Con l’ordinanza n. 8738/2026 la Corte di Cassazione ha chiarito che il certificato medico ha un valore probatorio che costituisce verità legale sindacabile solo attraverso una valutazione medica di pari livello.
Il caso da cui nasce questa pronuncia ha riguardato un dipendente licenziato con l’accusa di aver simulato una malattia per sottrarsi a mansioni indesiderate.
Nella fase di merito, la Corte d’Appello aveva ritenuto fondato il licenziamento, basandosi su alcuni indizi: il mancato acquisto dei farmaci prescritti e il fatto che il certificato era stato rilasciato dal medico di base, anziché da uno specialista.
Successivamente la Cassazione ha invece stabilito l’illegittimità del licenziamento, poiché, secondo l’art. 5 della L. n. 604 del 1966, l’onere della prova grava su chi licenzia e non è sufficiente avanzare sospetti dovendo i fatti essere dimostrati in modo certo.
Invero, secondo i giudici di legittimità, “l’onere della prova deve concernere la sussistenza di un evento che giustifica la cessazione del rapporto di lavoro in relazione alla singola fattispecie, vale a dire, quanto ai licenziamenti disciplinari, la sussistenza “di una grave negazione degli elementi essenziali del rapporto di lavoro ed in particolare di quello fiduciario, con riferimento agli aspetti concreti di esso, afferenti alla natura ed alla qualità del singolo rapporto, alla posizione delle parti, al grado di affidamento richiesto dalle specifiche mansioni del dipendente nella organizzazione dell’impresa, nonché alla portata soggettiva del fatto stesso, ossia alle circostanze del suo verificarsi, ai motivi all’intensità del fatto volitivo” (Cass. n. 3395/1991, Cass. n. 9590/2001, Cass. n. 13188/2003).
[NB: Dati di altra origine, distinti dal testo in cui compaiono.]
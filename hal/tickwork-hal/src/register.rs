//! Register and bit access
//!
//! Every peripheral in this workspace is driven through 8-bit registers in
//! the data address space. The [`Registers`] trait is the single handle all
//! drivers take; chip HALs back it with volatile memory accesses and tests
//! back it with the in-memory `RegisterImage` behind the `sim` feature.

/// Address of an 8-bit register in the data address space
#[derive(Debug, Clone, Copy, PartialEq, Eq, Hash, PartialOrd, Ord)]
#[cfg_attr(feature = "defmt", derive(defmt::Format))]
pub struct Register(u8);

impl Register {
    /// Create a register descriptor from its data-space address
    pub const fn new(address: u8) -> Self {
        Self(address)
    }

    /// Data-space address of the register
    pub const fn address(self) -> u8 {
        self.0
    }
}

/// Single-bit mask for `bit`
///
/// Bits outside 0..=7 yield an empty mask, so a bad index turns a bit
/// operation into a no-op instead of touching a neighbouring bit.
pub const fn bit_mask(bit: u8) -> u8 {
    if bit < 8 {
        1 << bit
    } else {
        0
    }
}

/// Access to a process-wide register file
///
/// Implementations only need [`read`](Registers::read) and
/// [`write`](Registers::write); the bit helpers are read-modify-write on
/// top of them and leave every other bit of the register untouched.
///
/// Reads take `&mut self` because status registers change under the
/// reader and simulated register files advance state on access.
pub trait Registers {
    /// Read the full register
    fn read(&mut self, reg: Register) -> u8;

    /// Overwrite the full register
    fn write(&mut self, reg: Register, value: u8);

    /// Read-modify-write the register
    ///
    /// Not atomic with respect to interrupts unless the implementation
    /// overrides it.
    fn modify<F>(&mut self, reg: Register, f: F)
    where
        F: FnOnce(u8) -> u8,
    {
        let value = self.read(reg);
        self.write(reg, f(value));
    }

    /// Set one bit
    fn set_bit(&mut self, reg: Register, bit: u8) {
        self.modify(reg, |v| v | bit_mask(bit));
    }

    /// Clear one bit
    fn clear_bit(&mut self, reg: Register, bit: u8) {
        self.modify(reg, |v| v & !bit_mask(bit));
    }

    /// Flip one bit
    fn toggle_bit(&mut self, reg: Register, bit: u8) {
        self.modify(reg, |v| v ^ bit_mask(bit));
    }

    /// Check whether one bit is set
    fn read_bit(&mut self, reg: Register, bit: u8) -> bool {
        self.read(reg) & bit_mask(bit) != 0
    }
}
//! Board constants generated from board.toml

use tickwork_core::config::{ButtonConfig, PinConfig};
use tickwork_core::{Pin, TimerConfig};
use tickwork_hal::{PortId, PrescalerMode};

include!(concat!(env!("OUT_DIR"), "/board_config.rs"));

/// Delay timer clocking
pub const TIMER: TimerConfig = match TimerConfig::new(CPU_FREQUENCY_HZ, PRESCALER) {
    Ok(config) => config,
    Err(_) => panic!("board.toml: timer cannot be calibrated"),
};

/// Pin constructor for the generated tables; build.rs has already
/// validated every pin.
const fn pin(port: PortId, index: u8, active_low: bool) -> PinConfig {
    match Pin::new(port, index) {
        Ok(pin) => PinConfig { pin, active_low },
        Err(_) => panic!("board.toml: pin out of range"),
    }
}
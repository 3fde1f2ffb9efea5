//! Timer delay engine
//!
//! Busy-wait delays built from an 8-bit overflow timer. A delay request is
//! turned into a [`Calibration`] (overflow count plus counter start value)
//! once, before the spin loop, against a fixed [`TimerConfig`]; the
//! [`DelayTimer`] then counts overflows until the request is covered.

pub mod calibration;
pub mod delay;

pub use calibration::Calibration;
pub use delay::{BoundDelay, DelayTimer, PendingDelay};

use tickwork_hal::{PrescalerMode, COUNTER_WIDTH};

/// Errors from timer configuration
///
/// The delay itself cannot fail; only selecting an invalid clock setup can.
#[derive(Debug, Clone, Copy, PartialEq, Eq)]
#[cfg_attr(feature = "defmt", derive(defmt::Format))]
pub enum TimerError {
    /// CPU frequency of zero
    ZeroFrequency,
    /// Mode not clocked from the CPU, so it cannot be calibrated
    NoDivisor(PrescalerMode),
    /// Raw prescaler selector that names no mode
    UnknownPrescaler(u16),
}

/// Clock setup a delay timer is built against
///
/// Fixed for the lifetime of the firmware; usually a `const` generated from
/// the board configuration.
#[derive(Debug, Clone, Copy, PartialEq, Eq)]
#[cfg_attr(feature = "defmt", derive(defmt::Format))]
pub struct TimerConfig {
    cpu_frequency_hz: u32,
    prescaler: PrescalerMode,
    divisor: u16,
}

impl TimerConfig {
    /// Validate a clock setup
    pub const fn new(cpu_frequency_hz: u32, prescaler: PrescalerMode) -> Result<Self, TimerError> {
        if cpu_frequency_hz == 0 {
            return Err(TimerError::ZeroFrequency);
        }
        match prescaler.divisor() {
            Some(divisor) => Ok(Self {
                cpu_frequency_hz,
                prescaler,
                divisor,
            }),
            None => Err(TimerError::NoDivisor(prescaler)),
        }
    }

    /// CPU clock in Hz
    pub const fn cpu_frequency_hz(&self) -> u32 {
        self.cpu_frequency_hz
    }

    /// Prescaler selected while a delay runs
    pub const fn prescaler(&self) -> PrescalerMode {
        self.prescaler
    }

    /// CPU cycles per counter tick
    pub const fn divisor(&self) -> u16 {
        self.divisor
    }

    /// Seconds per counter tick
    pub fn tick_period_s(&self) -> f64 {
        self.divisor as f64 / self.cpu_frequency_hz as f64
    }

    /// Seconds from a zeroed counter to overflow
    pub fn max_overflow_period_s(&self) -> f64 {
        COUNTER_WIDTH as f64 * self.tick_period_s()
    }

    /// Counter ticks covering `delay_ms`, rounded up
    ///
    /// Negative and NaN requests count as zero.
    pub fn ticks_for_millis(&self, delay_ms: f32) -> u64 {
        let exact = delay_ms as f64 * self.cpu_frequency_hz as f64 / (self.divisor as f64 * 1000.0);
        ceil_ticks(exact)
    }

    /// Counter ticks covering `delay_ns`, rounded up
    pub fn ticks_for_nanos(&self, delay_ns: u64) -> u64 {
        let cycles = delay_ns as u128 * self.cpu_frequency_hz as u128;
        let per_tick = self.divisor as u128 * 1_000_000_000;
        u64::try_from(cycles.div_ceil(per_tick)).unwrap_or(u64::MAX)
    }
}

/// Smallest whole tick count not below `ticks`
fn ceil_ticks(ticks: f64) -> u64 {
    // Also rejects NaN
    if !(ticks > 0.0) {
        return 0;
    }
    // Saturating cast
    let whole = ticks as u64;
    if (whole as f64) < ticks {
        whole.saturating_add(1)
    } else {
        whole
    }
}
Tale onere probatorio gravante, per espressa previsione di legge, sul datore di lavoro, è tradizionalmente inteso con rigore e richiede la dimostrazione provare l’inadempimento del lavoratore, senza potersi limitare a fornire “indizi” delle asserite violazioni.
In particolare, quando un medico rilascia un certificato si assume una responsabilità rilevante sotto il profilo civile e professionale e, nella fattispecie, la Cassazione richiama i giudici di merito a non disconoscere una diagnosi sulla base di intuizioni personali o della cosiddetta “comune esperienza”. Anche una visita non specialistica o apparentemente semplice mantiene pieno valore legale. Ad esempio, una patologia come la sindrome depressiva può non manifestarsi con segni evidenti, ma resta valida se certificata da un medico.
Il giudice non può sostituirsi alla scienza medica e, in caso di contrasto tra quanto osservato dal datore di lavoro e quanto certificato dal medico, l’unica strada è l’accertamento medico-legale.
Senza una perizia che smentisca la diagnosi, il certificato mantiene piena efficacia. Mettere in dubbio le competenze del medico senza un supporto tecnico adeguato significa violare le regole del processo. In mancanza di una contro valutazione qualificata, il licenziamento risulta illegittimo.
La legge, inoltre, consente al datore di lavoro di utilizzare presunzioni semplici, ma solo se rispettano criteri rigorosi (art. 2729 c.c.). Gli indizi devono essere gravi, precisi e concordanti. Non è possibile costruire una colpevolezza sommando elementi isolati e scollegati tra loro. Ad esempio, il fatto che un lavoratore non acquisti i farmaci prescritti non dimostra automaticamente l’inesistenza della malattia: potrebbero esserci spiegazioni alternative, come la disponibilità dei medicinali o l’adozione di terapie diverse. La Cassazione rafforza così la tutela del lavoratore, stabilendo che il datore di lavoro deve utilizzare gli strumenti previsti dalla legge, come le visite fiscali, e non può basarsi su valutazioni soggettive o impressioni. Il diritto alla salute – garantito dall’art. 32 della Costituzione – non può essere compromesso da interpretazioni arbitrarie.